During the Christmas season, Kentucky and Southern Baptists are challenged to focus on our partnering efforts to support Great Commission work overseas. Today, more than 3,000 unreached people groups around the world remain unengaged with the gospel.
At the same time, due to a lack of funding, our overseas mission force on assignment through the International Mission Board of the SBC remains in an ongoing state of decline. Tragically, with the most recent downsizing, our overseas force will be reduced by nearly 1,500 missionaries in less than a decade. The target number of missionaries the IMB hopes to keep on the field stands at roughly 4,000.
The issue is not that Southern Baptists are too poor to provide for the 5,500-plus overseas missionaries who once worked in the world’s harvest fields. Rather, we are not willing to make the lifestyle sacrifices that would allow us to be, at a minimum, tithers.
If every Southern Baptist simply committed to giving the Lord 10 percent of his or her income, the result would be that church budgets would more than triple, as would the sending capacity of our mission boards in Kentucky, North America, and overseas.
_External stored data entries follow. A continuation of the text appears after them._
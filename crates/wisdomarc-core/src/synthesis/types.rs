//! Synthesis record

use serde::{Deserialize, Serialize};

/// Where the base synthesis came from
#[derive(Debug, Clone, Copy, PartialEq, Eq, Serialize, Deserialize)]
#[serde(rename_all = "snake_case")]
pub enum SynthesisSource {
    /// Parsed from the model
    Model,
    /// Built from the chain without a model
    Fallback,
}

/// Unified result of one reasoning chain
#[derive(Debug, Clone, PartialEq, Serialize, Deserialize)]
pub struct Synthesis {
    /// Integrated answer
    pub integrated_wisdom: String,
    /// Main insights
    pub key_insights: Vec<String>,
    /// Concrete next steps
    pub practical_steps: Vec<String>,
    /// What the user can learn about their own thinking
    pub metacognitive_enhancement: String,
    /// Assessment of the chain's reasoning
    pub reasoning_quality_assessment: String,
    /// Links between the perspectives
    pub cognitive_bridges: Vec<String>,
    /// Shifts the answer invites
    pub transformative_elements: Vec<String>,
    /// Where the advice applies
    pub application_scenarios: Vec<String>,
    /// Follow-up questions
    pub deepening_questions: Vec<String>,
    /// Reflection prompts (first four of a fixed pool)
    pub metacognitive_prompts: Vec<String>,
    /// Counter-perspectives (fixed set)
    pub dialectical_challenges: Vec<String>,
    /// Deterministic quality score in [0.0, 1.0]
    pub synthesis_quality_score: f64,
    /// Tags describing the chain's cognitive range
    pub cognitive_enhancement_elements: Vec<String>,
    /// Model or fallback
    pub source: SynthesisSource,
}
While I hope you will join my family in making a gift to the Lottie Moon Christmas Offering this year, more importantly, I challenge every Kentucky Baptist to recover the biblical teaching of tithing. Our obedience is at stake and lost souls hang in the balance.
Will you sacrifice so others will have the opportunity to hear the gospel?
Dr. Paul Chitwood is the executive director-treasurer of the Kentucky Baptist Convention.